L’intervento occidentale in Siria è imminente. Probabilmente entro domani, giovedì. È destinato a durare poco, tre giorni, secondo fonti statunitensi. L’intenzione è di dare «una lezione» a Assad, secondo i termini di Dennis Ross, che fino a fine 2011 è stato consigliere della Casa Bianca per il Medio Oriente, «piuttosto che per mettere fine alla guerra civile» in corso in Siria. Gli oppositori ad Assad sono stati informati dell’imminenza dell’attacco da diplomatici occidentali. Ieri, le dichiarazioni a Washington, Londra e Parigi si sono fatte sempre più bellicose. Chuck Hagel, segretario alla difesa Usa, ha affermato che le forze armate «sono pronte» per l’azione militare, se Obama dà il via libera. La Gran Bretagna ha dispiegato altri aerei da guerra a Cipro e il portavoce di David Cameron ha precisato che Londra sta preparando i piani per una possibile azione militare. Cameron ha convocato d’urgenza il parlamento, che voterà giovedì sull’intervento. La prevista riunione tra Usa e Russia, in vista di una conferenza internazionale sulla Siria, è stata annullata. Gli Usa hanno chiesto alla Grecia di utilizzare le basi, nel Peloponneso e a Creta, Atene ha risposto positivamente. La Turchia ha ribadito di essere pronta ad intervenire nella coalition of the willings. Per Kevin Rudd, ministro degli esteri dell’Australia, che dal 1° settembre avrà la presidenza a rotazione del Consiglio di sicurezza dell’Onu, «la comunità internazionale non può girare la testa dall’altra parte». François Hollande, in un discorso agli ambasciatori, ha affermato che «il massacro chimico di Damasco non puo’ restare senza risposta, la Francia è pronta a punire chi ha preso la decisione infame di gasare la popolazione». È «imminente» la partenza della portaerei Charles de Gaulle e oggi ci sarà all’Eliseo un consiglio difesa. La Russia ha evacuato ieri 1800 cittadini russi e dei paesi Cei che ancora risiedevano in Siria. A Washington, Susan Rice, consigliera di Obama per la sicurezza nazionale ha ricevuto una delegazione israeliana, guidata dal generale Yaakov Amidror, consigliere per la sicurezza del premie Benjamin Netanyahu, che ieri ha evocato una «risposta violenta» di Tel Aviv in caso di attacco siriano. E ad Amman si è conclusa ieri l riunione dei vertici militari di dieci paesi sotto l’egida Usa.

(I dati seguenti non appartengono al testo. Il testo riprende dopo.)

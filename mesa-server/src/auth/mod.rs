//! Authentication
//!
//! Bearer tokens are issued by an external provider; this service only
//! verifies them:
//! - [`JwtService`] - HS256 token validation (and issuing, for tooling/tests)
//! - [`CurrentUser`] - principal injected into request extensions
//! - [`authenticate`] / [`require_staff`] / [`require_admin`] - middleware

pub mod jwt;
pub mod middleware;

pub use jwt::{Claims, CurrentUser, JwtConfig, JwtError, JwtService, Role};
pub use middleware::{CurrentUserExt, authenticate, require_admin, require_staff};
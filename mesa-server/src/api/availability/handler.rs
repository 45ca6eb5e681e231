//! Availability API Handlers

use axum::{
    Json,
    extract::{Query, State},
};

use crate::core::ServerState;
use crate::utils::{AppError, AppResult, with_deadline};
use shared::models::{Availability, AvailabilityQuery};

/// GET /api/availability?date=YYYY-MM-DD&time=HH:MM
pub async fn check(
    State(state): State<ServerState>,
    Query(query): Query<AvailabilityQuery>,
) -> AppResult<Json<Availability>> {
    let date = query
        .date
        .ok_or_else(|| AppError::required_field("date"))?;
    let time = query
        .time
        .ok_or_else(|| AppError::required_field("time"))?;

    let checker = state.availability.clone();
    let availability = with_deadline(state.config.request_timeout(), async move {
        checker.check_availability(&date, &time).await
    })
    .await?;
    Ok(Json(availability))
}
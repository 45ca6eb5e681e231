//! Reservation Creator
//!
//! Creates and removes reservations and keeps both caches honest: every
//! write drops the availability entry for its slot and the
//! reservations-by-date entry for its date.

use dashmap::DashMap;
use sqlx::SqlitePool;
use std::sync::Arc;
use tokio::sync::Mutex;

use crate::cache::{TtlCache, slot_key};
use crate::core::ReservationSlotPolicy;
use crate::db::repository::reservation;
use crate::utils::validation::{
    MAX_EMAIL_LEN, MAX_NAME_LEN, MAX_NOTE_LEN, MAX_SHORT_TEXT_LEN, validate_date,
    validate_optional_text, validate_positive, validate_required_text, validate_time,
};
use crate::utils::{AppError, AppResult, ErrorCode, SharedClock};
use shared::models::{Reservation, ReservationCreate};

#[derive(Debug, Clone)]
pub struct ReservationService {
    pool: SqlitePool,
    clock: SharedClock,
    slot_policy: ReservationSlotPolicy,
    availability_cache: TtlCache<bool>,
    by_date_cache: TtlCache<Vec<Reservation>>,
    /// One mutex per `date|time`, used under the exclusive slot policy
    slot_locks: Arc<DashMap<String, Arc<Mutex<()>>>>,
}

fn validate_reservation(input: &ReservationCreate) -> AppResult<()> {
    validate_required_text(&input.name, "name", MAX_NAME_LEN)?;
    validate_required_text(&input.phone, "phone", MAX_SHORT_TEXT_LEN)?;
    validate_optional_text(&input.email, "email", MAX_EMAIL_LEN)?;
    validate_date(&input.date, "date")?;
    validate_time(&input.time, "time")?;
    validate_positive(input.guests.into(), "guests")?;
    validate_optional_text(&input.notes, "notes", MAX_NOTE_LEN)?;
    Ok(())
}

impl ReservationService {
    pub fn new(
        pool: SqlitePool,
        clock: SharedClock,
        slot_policy: ReservationSlotPolicy,
        availability_cache: TtlCache<bool>,
        by_date_cache: TtlCache<Vec<Reservation>>,
    ) -> Self {
        Self {
            pool,
            clock,
            slot_policy,
            availability_cache,
            by_date_cache,
            slot_locks: Arc::new(DashMap::new()),
        }
    }

    pub fn slot_policy(&self) -> ReservationSlotPolicy {
        self.slot_policy
    }

    fn slot_lock(&self, key: &str) -> Arc<Mutex<()>> {
        self.slot_locks
            .entry(key.to_string())
            .or_insert_with(|| Arc::new(Mutex::new(())))
            .clone()
    }

    /// Drop the slot's mutex once nobody else holds or waits on it
    fn release_slot_lock(&self, key: &str) {
        self.slot_locks.remove_if(key, |_, lock| Arc::strong_count(lock) == 1);
    }

    async fn book_free_slot(&self, input: &ReservationCreate) -> AppResult<Reservation> {
        let booked = reservation::count_for_slot(&self.pool, &input.date, &input.time).await?;
        if booked > 0 {
            return Err(AppError::with_message(
                ErrorCode::ReservationSlotTaken,
                format!("{} at {} is already booked", input.date, input.time),
            )
            .with_detail("date", input.date.as_str())
            .with_detail("time", input.time.as_str()));
        }
        Ok(reservation::create(&self.pool, input, self.clock.now_millis()).await?)
    }

    fn invalidate(&self, date: &str, time: &str) {
        self.availability_cache.delete(&slot_key(date, time));
        self.by_date_cache.delete(date);
    }

    /// Persist a reservation
    ///
    /// Under [`ReservationSlotPolicy::Exclusive`] creations for one slot are
    /// serialized and a second booking fails with `ReservationSlotTaken`.
    /// Under [`ReservationSlotPolicy::Advisory`] nothing stops two bookings
    /// of the same slot.
    pub async fn create_reservation(&self, input: ReservationCreate) -> AppResult<Reservation> {
        validate_reservation(&input)?;
        let key = slot_key(&input.date, &input.time);

        let created = match self.slot_policy {
            ReservationSlotPolicy::Advisory => {
                reservation::create(&self.pool, &input, self.clock.now_millis()).await?
            }
            ReservationSlotPolicy::Exclusive => {
                let lock = self.slot_lock(&key);
                let result = {
                    let _guard = lock.lock().await;
                    self.book_free_slot(&input).await
                };
                drop(lock);
                self.release_slot_lock(&key);
                result?
            }
        };

        self.invalidate(&created.date, &created.time);
        tracing::info!(
            reservation_id = created.id,
            date = %created.date,
            time = %created.time,
            guests = created.guests,
            "Reservation created"
        );
        Ok(created)
    }

    /// All reservations, newest first
    pub async fn list_reservations(&self) -> AppResult<Vec<Reservation>> {
        Ok(reservation::find_all(&self.pool).await?)
    }

    /// Reservations for one date ordered by time, memoized per date
    pub async fn list_by_date(&self, date: &str) -> AppResult<Vec<Reservation>> {
        validate_date(date, "date")?;
        if let Some(cached) = self.by_date_cache.get(date) {
            return Ok(cached);
        }
        let reservations = reservation::find_by_date(&self.pool, date).await?;
        self.by_date_cache.set(date, reservations.clone());
        Ok(reservations)
    }

    pub async fn delete_reservation(&self, id: i64) -> AppResult<Reservation> {
        let deleted = reservation::delete(&self.pool, id).await?.ok_or_else(|| {
            AppError::with_message(
                ErrorCode::ReservationNotFound,
                format!("Reservation {id} not found"),
            )
            .with_detail("reservation_id", id)
        })?;
        self.invalidate(&deleted.date, &deleted.time);
        tracing::info!(reservation_id = id, date = %deleted.date, time = %deleted.time, "Reservation deleted");
        Ok(deleted)
    }
}
//! Server Implementation
//!
//! HTTP 服务器启动和优雅关闭

use std::net::SocketAddr;

use crate::api;
use crate::core::{Config, Result, ServerError, ServerState};

/// HTTP Server
pub struct Server {
    config: Config,
    state: Option<ServerState>,
}

impl Server {
    pub fn new(config: Config) -> Self {
        Self {
            config,
            state: None,
        }
    }

    /// Create server with existing state
    pub fn with_state(config: Config, state: ServerState) -> Self {
        Self {
            config,
            state: Some(state),
        }
    }

    /// 运行到 Ctrl-C，然后停止后台任务
    pub async fn run(&self) -> Result<()> {
        let state = match &self.state {
            Some(s) => s.clone(),
            None => ServerState::initialize(&self.config).await?,
        };

        let tasks = state.start_background_tasks();
        let app = api::build_app(state);

        let addr = SocketAddr::from(([0, 0, 0, 0], self.config.http_port));
        let listener = tokio::net::TcpListener::bind(addr).await?;
        tracing::info!("Mesa server listening on {}", addr);

        axum::serve(listener, app)
            .with_graceful_shutdown(shutdown_signal())
            .await
            .map_err(|e| ServerError::Internal(format!("HTTP server failed: {e}")))?;

        tasks.shutdown(self.config.shutdown_timeout()).await;
        tracing::info!("Mesa server stopped");
        Ok(())
    }
}

async fn shutdown_signal() {
    if let Err(e) = tokio::signal::ctrl_c().await {
        tracing::error!(error = %e, "Failed to listen for Ctrl-C");
        // Never resolve: without a signal handler the server runs until killed
        std::future::pending::<()>().await;
    }
    tracing::info!("Shutting down...");
}
//! Reservation API Handlers

use axum::{
    Json,
    extract::{Path, State},
};

use crate::core::ServerState;
use crate::utils::{AppJson, AppResult, with_deadline};
use shared::models::{Deleted, Reservation, ReservationCreate};

/// POST /api/reservations
pub async fn create(
    State(state): State<ServerState>,
    AppJson(payload): AppJson<ReservationCreate>,
) -> AppResult<Json<Reservation>> {
    let reservations = state.reservations.clone();
    let reservation = with_deadline(state.config.request_timeout(), async move {
        reservations.create_reservation(payload).await
    })
    .await?;
    Ok(Json(reservation))
}

/// GET /api/reservations - newest first
pub async fn list(State(state): State<ServerState>) -> AppResult<Json<Vec<Reservation>>> {
    let reservations = state.reservations.clone();
    let list = with_deadline(state.config.request_timeout(), async move {
        reservations.list_reservations().await
    })
    .await?;
    Ok(Json(list))
}

/// GET /api/reservations/date/:date - by time, served from the 30s cache
pub async fn list_by_date(
    State(state): State<ServerState>,
    Path(date): Path<String>,
) -> AppResult<Json<Vec<Reservation>>> {
    let reservations = state.reservations.clone();
    let list = with_deadline(state.config.request_timeout(), async move {
        reservations.list_by_date(&date).await
    })
    .await?;
    Ok(Json(list))
}

/// DELETE /api/reservations/:id
pub async fn delete(State(state): State<ServerState>, Path(id): Path<i64>) -> AppResult<Json<Deleted>> {
    let reservations = state.reservations.clone();
    with_deadline(state.config.request_timeout(), async move {
        reservations.delete_reservation(id).await
    })
    .await?;
    Ok(Json(Deleted::new(id)))
}
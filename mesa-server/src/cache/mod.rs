//! In-process TTL cache
//!
//! Fixed-TTL key/value store for the availability and reservations-by-date
//! lookups. Entries live in a [`DashMap`] so handlers on different runtime
//! workers and the sweep task can touch it concurrently. There is no size
//! bound; expired entries are dropped on read and by [`TtlCache::sweep`].

use dashmap::DashMap;
use std::sync::Arc;
use std::time::Duration;

use crate::utils::SharedClock;

#[derive(Debug, Clone)]
struct Entry<V> {
    value: V,
    stored_at: i64,
}

/// Fixed-TTL cache keyed by `String`
///
/// Cloning is cheap and shares the underlying map.
#[derive(Debug, Clone)]
pub struct TtlCache<V> {
    name: &'static str,
    entries: Arc<DashMap<String, Entry<V>>>,
    ttl_ms: i64,
    clock: SharedClock,
}

impl<V: Clone> TtlCache<V> {
    pub fn new(name: &'static str, ttl: Duration, clock: SharedClock) -> Self {
        Self {
            name,
            entries: Arc::new(DashMap::new()),
            ttl_ms: ttl.as_millis() as i64,
            clock,
        }
    }

    pub fn name(&self) -> &'static str {
        self.name
    }

    pub fn ttl(&self) -> Duration {
        Duration::from_millis(self.ttl_ms as u64)
    }

    fn is_fresh(&self, stored_at: i64, now: i64) -> bool {
        now - stored_at < self.ttl_ms
    }

    /// Value for `key` if it was stored less than one TTL ago
    pub fn get(&self, key: &str) -> Option<V> {
        let now = self.clock.now_millis();
        if let Some(entry) = self.entries.get(key) {
            if self.is_fresh(entry.stored_at, now) {
                return Some(entry.value.clone());
            }
        } else {
            return None;
        }
        // Expired: drop it unless a concurrent `set` refreshed it meanwhile
        self.entries
            .remove_if(key, |_, entry| !self.is_fresh(entry.stored_at, now));
        None
    }

    /// Store `value` under `key`, stamped with the current time
    pub fn set(&self, key: impl Into<String>, value: V) {
        let stored_at = self.clock.now_millis();
        self.entries.insert(key.into(), Entry { value, stored_at });
    }

    /// Drop `key`; returns whether an entry was present
    pub fn delete(&self, key: &str) -> bool {
        self.entries.remove(key).is_some()
    }

    /// Remove every expired entry, returning how many were dropped
    pub fn sweep(&self) -> usize {
        let now = self.clock.now_millis();
        let before = self.entries.len();
        self.entries
            .retain(|_, entry| now - entry.stored_at < self.ttl_ms);
        let removed = before.saturating_sub(self.entries.len());
        if removed > 0 {
            tracing::debug!(cache = self.name, removed, "Swept expired cache entries");
        }
        removed
    }

    /// Number of stored entries, expired ones included until swept
    pub fn len(&self) -> usize {
        self.entries.len()
    }

    pub fn is_empty(&self) -> bool {
        self.entries.is_empty()
    }
}

/// Availability cache key for a reservation slot
pub fn slot_key(date: &str, time: &str) -> String {
    format!("{date}|{time}")
}

#[cfg(test)]
mod tests {
    use super::*;
    use crate::utils::ManualClock;

    fn cache_with_clock(ttl_secs: u64) -> (TtlCache<bool>, Arc<ManualClock>) {
        let clock = Arc::new(ManualClock::new(1_000_000));
        let cache = TtlCache::new("test", Duration::from_secs(ttl_secs), clock.clone());
        (cache, clock)
    }

    #[test]
    fn test_hit_before_ttl_miss_after() {
        let (cache, clock) = cache_with_clock(5);
        cache.set(slot_key("2025-06-01", "19:00"), true);

        clock.advance(Duration::from_secs(4));
        assert_eq!(cache.get("2025-06-01|19:00"), Some(true));

        clock.advance(Duration::from_secs(2));
        assert_eq!(cache.get("2025-06-01|19:00"), None);
        assert!(cache.is_empty());
    }

    #[test]
    fn test_entry_expires_exactly_at_ttl() {
        let (cache, clock) = cache_with_clock(5);
        cache.set("k", false);
        clock.advance(Duration::from_millis(4_999));
        assert_eq!(cache.get("k"), Some(false));
        clock.advance(Duration::from_millis(1));
        assert_eq!(cache.get("k"), None);
    }

    #[test]
    fn test_set_overwrites_and_restamps() {
        let (cache, clock) = cache_with_clock(5);
        cache.set("k", true);
        clock.advance(Duration::from_secs(4));
        cache.set("k", false);
        clock.advance(Duration::from_secs(4));
        assert_eq!(cache.get("k"), Some(false));
    }

    #[test]
    fn test_delete() {
        let (cache, _clock) = cache_with_clock(5);
        cache.set("k", true);
        assert!(cache.delete("k"));
        assert!(!cache.delete("k"));
        assert_eq!(cache.get("k"), None);
    }

    #[test]
    fn test_sweep_removes_only_expired() {
        let (cache, clock) = cache_with_clock(5);
        cache.set("old", true);
        clock.advance(Duration::from_secs(3));
        cache.set("new", true);
        clock.advance(Duration::from_secs(3));

        assert_eq!(cache.len(), 2);
        assert_eq!(cache.sweep(), 1);
        assert_eq!(cache.len(), 1);
        assert_eq!(cache.get("new"), Some(true));
    }

    #[test]
    fn test_clones_share_entries() {
        let (cache, _clock) = cache_with_clock(5);
        let other = cache.clone();
        cache.set("k", true);
        assert_eq!(other.get("k"), Some(true));
    }
}
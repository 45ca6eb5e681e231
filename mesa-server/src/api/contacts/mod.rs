//! Contact API

mod handler;

use axum::{
    Router, middleware,
    routing::{get, post},
};

use crate::auth::require_admin;
use crate::core::ServerState;

pub fn router() -> Router<ServerState> {
    Router::new().nest("/api/contacts", routes())
}

fn routes() -> Router<ServerState> {
    let public_routes = Router::new().route("/", post(handler::create));

    let admin_routes = Router::new()
        .route("/", get(handler::list))
        .route_layer(middleware::from_fn(require_admin));

    public_routes.merge(admin_routes)
}
//! Task host handlers.

use std::collections::HashMap;
use std::sync::Arc;

use axum::{
    extract::{Path, Query, State},
    Json,
};

use fleetrun_core::{
    ApiResponse, DoneReport, HostCounts, HostKey, OutputUpdate, TaskHost, TaskId,
};

use crate::error::StatusError;
use crate::http::responses::{MarkDoneQuery, WaitingQuery};
use crate::state::AppState;

type ApiResult<T> = Result<Json<ApiResponse<T>>, StatusError>;

fn ok<T>(dat: T) -> ApiResult<T> {
    Ok(Json(ApiResponse::ok(dat)))
}

fn empty() -> ApiResult<()> {
    Ok(Json(ApiResponse::empty()))
}

/// Create one record.
pub async fn create_task_host(
    State(state): State<Arc<AppState>>,
    Json(record): Json<TaskHost>,
) -> ApiResult<()> {
    state.service.create(&record).await?;
    empty()
}

/// Upsert a batch; `dat` maps failed keys to their error.
pub async fn upsert_task_hosts(
    State(state): State<Arc<AppState>>,
    Json(records): Json<Vec<TaskHost>>,
) -> ApiResult<HashMap<String, String>> {
    ok(state.service.upserts(&records).await?)
}

/// Accept a completion report.
pub async fn mark_done(
    State(state): State<Arc<AppState>>,
    Query(query): Query<MarkDoneQuery>,
    Json(report): Json<DoneReport>,
) -> ApiResult<()> {
    state.service.mark_done(&report, query.edge_alert).await?;
    empty()
}

/// Start hosts; `dat` is the attempt clock.
pub async fn run_task_hosts(
    State(state): State<Arc<AppState>>,
    Json(hosts): Json<Vec<HostKey>>,
) -> ApiResult<i64> {
    ok(state.service.bulk_start(&hosts).await?)
}

/// Replace the output of a running host.
pub async fn update_output(
    State(state): State<Arc<AppState>>,
    Json(update): Json<OutputUpdate>,
) -> ApiResult<()> {
    state.service.real_time_update_output(&update).await?;
    empty()
}

/// Record of one host; `dat` is null when absent.
pub async fn get_task_host(
    State(state): State<Arc<AppState>>,
    Path((id, host)): Path<(i64, String)>,
) -> ApiResult<Option<TaskHost>> {
    ok(state.service.get(TaskId::new(id), &host).await?)
}

pub async fn list_task_hosts(
    State(state): State<Arc<AppState>>,
    Path(id): Path<i64>,
) -> ApiResult<Vec<TaskHost>> {
    ok(state.service.list_all(TaskId::new(id)).await?)
}

/// Every host without captured output.
pub async fn list_host_status(
    State(state): State<Arc<AppState>>,
    Path(id): Path<i64>,
) -> ApiResult<Vec<TaskHost>> {
    ok(state.service.status_only(TaskId::new(id)).await?)
}

pub async fn list_waiting_hosts(
    State(state): State<Arc<AppState>>,
    Path(id): Path<i64>,
    Query(query): Query<WaitingQuery>,
) -> ApiResult<Vec<TaskHost>> {
    ok(state
        .service
        .list_waiting(TaskId::new(id), query.limit)
        .await?)
}

pub async fn host_counts(
    State(state): State<Arc<AppState>>,
    Path(id): Path<i64>,
) -> ApiResult<HostCounts> {
    ok(state.service.counts(TaskId::new(id)).await?)
}
//! FleetRun Control Plane Server

use std::net::SocketAddr;
use std::sync::Arc;
use std::time::Duration;

use clap::Parser;
use tokio::net::TcpListener;
use tracing::info;
use tracing_subscriber::EnvFilter;

use fleetrun_control_plane::config::{
    StorageBackend, StorageConfig, DEFAULT_FORWARD_TIMEOUT_SECS, DEFAULT_LOCAL_TASK_ID_START,
};
use fleetrun_control_plane::replay::spawn_replay_loop;
use fleetrun_control_plane::table::DEFAULT_TABLE_SHARDS;
use fleetrun_control_plane::{http, AppState, Config, TaskHostService};
use fleetrun_core::TaskId;

#[derive(Parser, Debug)]
#[command(name = "fleetrun-control-plane")]
#[command(about = "Task host status tracking for center and edge sites")]
struct Args {
    /// Run as the center, owning the status store
    #[arg(long, default_value_t = true, action = clap::ArgAction::Set)]
    authoritative: bool,

    /// HTTP bind address
    #[arg(long, default_value = "[::1]:50080")]
    http_addr: String,

    /// Center API base URL (repeatable, tried in order)
    #[arg(long = "center-api")]
    center_api: Vec<String>,

    /// Seconds to wait on one center before trying the next
    #[arg(long, default_value_t = DEFAULT_FORWARD_TIMEOUT_SECS)]
    forward_timeout_secs: u64,

    /// Status store backend (memory or sqlite)
    #[arg(long, default_value = "memory")]
    storage_backend: String,

    /// SQLite database path
    #[arg(long, default_value = "fleetrun.db")]
    sqlite_path: String,

    /// Prefix of every table name
    #[arg(long, default_value = "")]
    table_prefix: String,

    /// Number of task host tables
    #[arg(long, default_value_t = DEFAULT_TABLE_SHARDS)]
    table_shards: u32,

    /// First task id reserved for locally synthesized tasks
    #[arg(long, default_value_t = DEFAULT_LOCAL_TASK_ID_START)]
    local_task_id_start: i64,

    /// Seconds between result buffer replays
    #[arg(long, default_value_t = 5)]
    replay_interval_secs: u64,
}

impl Args {
    fn into_config(self) -> Result<Config, Box<dyn std::error::Error>> {
        let backend: StorageBackend = self.storage_backend.parse()?;
        Ok(Config {
            authoritative: self.authoritative,
            http_bind_addr: self.http_addr,
            center_api: self.center_api,
            forward_timeout_secs: self.forward_timeout_secs,
            storage: StorageConfig {
                backend,
                sqlite_path: self.sqlite_path,
                table_prefix: self.table_prefix,
                table_shards: self.table_shards,
            },
            local_task_id_start: TaskId::new(self.local_task_id_start),
            replay_interval_secs: self.replay_interval_secs,
        })
    }
}

#[tokio::main]
async fn main() -> Result<(), Box<dyn std::error::Error>> {
    // Initialize tracing
    tracing_subscriber::fmt()
        .with_env_filter(
            EnvFilter::from_default_env().add_directive("fleetrun=info".parse()?),
        )
        .with_target(true)
        .init();

    let config = Args::parse().into_config()?;
    let http_addr: SocketAddr = config.http_bind_addr.parse()?;

    let service = Arc::new(TaskHostService::from_config(&config)?);
    let replay = spawn_replay_loop(
        service.clone(),
        Duration::from_secs(config.replay_interval_secs),
    );

    let state = AppState::with_service(service);
    let http_router = http::create_router(state);

    info!(
        http_addr = %http_addr,
        authoritative = config.authoritative,
        "Starting FleetRun control plane"
    );

    let http_listener = TcpListener::bind(http_addr).await?;
    let http_server = axum::serve(http_listener, http_router);

    info!("HTTP server listening on {}", http_addr);

    tokio::select! {
        result = http_server => {
            if let Err(e) = result {
                tracing::error!(error = %e, "HTTP server error");
            }
        }
        _ = tokio::signal::ctrl_c() => {
            info!("Shutting down");
        }
    }

    replay.abort();
    Ok(())
}
//! Core domain errors.

use thiserror::Error;

use crate::{HostStatus, TaskId};

/// Core domain errors for FleetRun.
#[derive(Debug, Error)]
pub enum CoreError {
    /// Unknown status string.
    #[error("Unknown host status: {0}")]
    UnknownStatus(String),

    /// Invalid state transition.
    #[error("Invalid state transition for task {task_id} host {host}: -> {to}")]
    InvalidStateTransition {
        task_id: TaskId,
        host: String,
        to: HostStatus,
    },
}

La coalizione si prepara all’intervento senza consultare il Consiglio di sicurezza dell’Onu, dove Russia e Cina hanno già per tre volte posto il veto su decisioni riguardanti la Siria, dall’inizio della crisi due anni fa. Il rischio di un’esplosione in tutta la regione è anche evocato da molti esperti del Medio Oriente. La Russia ha invitato ancora alla «prudenza» e al «preciso rispetto del diritto internazionale». Pechino, attraverso l’agenzia Xinua, accusa l’occidente di far ricorso alla «retorica»: il «balletto delle recenti consultazioni tra Washington e i suoi alleati indica che è già stata messa la freccia all’arco e che tireranno senza mandato Onu».
Politici ed esperti cercano di giustificare l’intervento. «È possibile rispondere ad uso di armi chimiche senza unità del Consiglio di sicurezza? – si è chiesto il ministro degli esteri britannico William Hague – direi di sì, se no sarebbe impossibile rispondere a questo tipo di atrocità e questo non sarebbe accettabile». Mario Bettati, giurista all’università Paris II e teorico del diritto di ingerenza, sostiene che evitando di consultare il Consiglio di sicurezza Onu «si lascia il terreno della legalità per quello della legittimità». Già invocata per il Kosovo nel ’99. Nel caso siriano, la Lega araba avrebbe lo stesso ruolo della Nato per il Kosovo, di appoggio all’operazione Usa-Gran Bretagna-Francia. Oltre alla convenzione internazionale del ’93 che mette al bando le armi chimiche, viene anche evocata la risoluzione Onu del 2005, sulla responsabilità a «proteggere le popolazioni in caso di crimini di guerra». Altra possibile giustificazione è cercata nell’articolo 51 della Carta dell’Onu, che stabilisce il «diritto naturale di legittima difesa, individuale o collettiva», prima che intervenga una risoluzione Onu. Turchia e Israele potrebbero invocare l’articolo 51 per i fatti avvenuti alle rispettive frontiere con la Siria.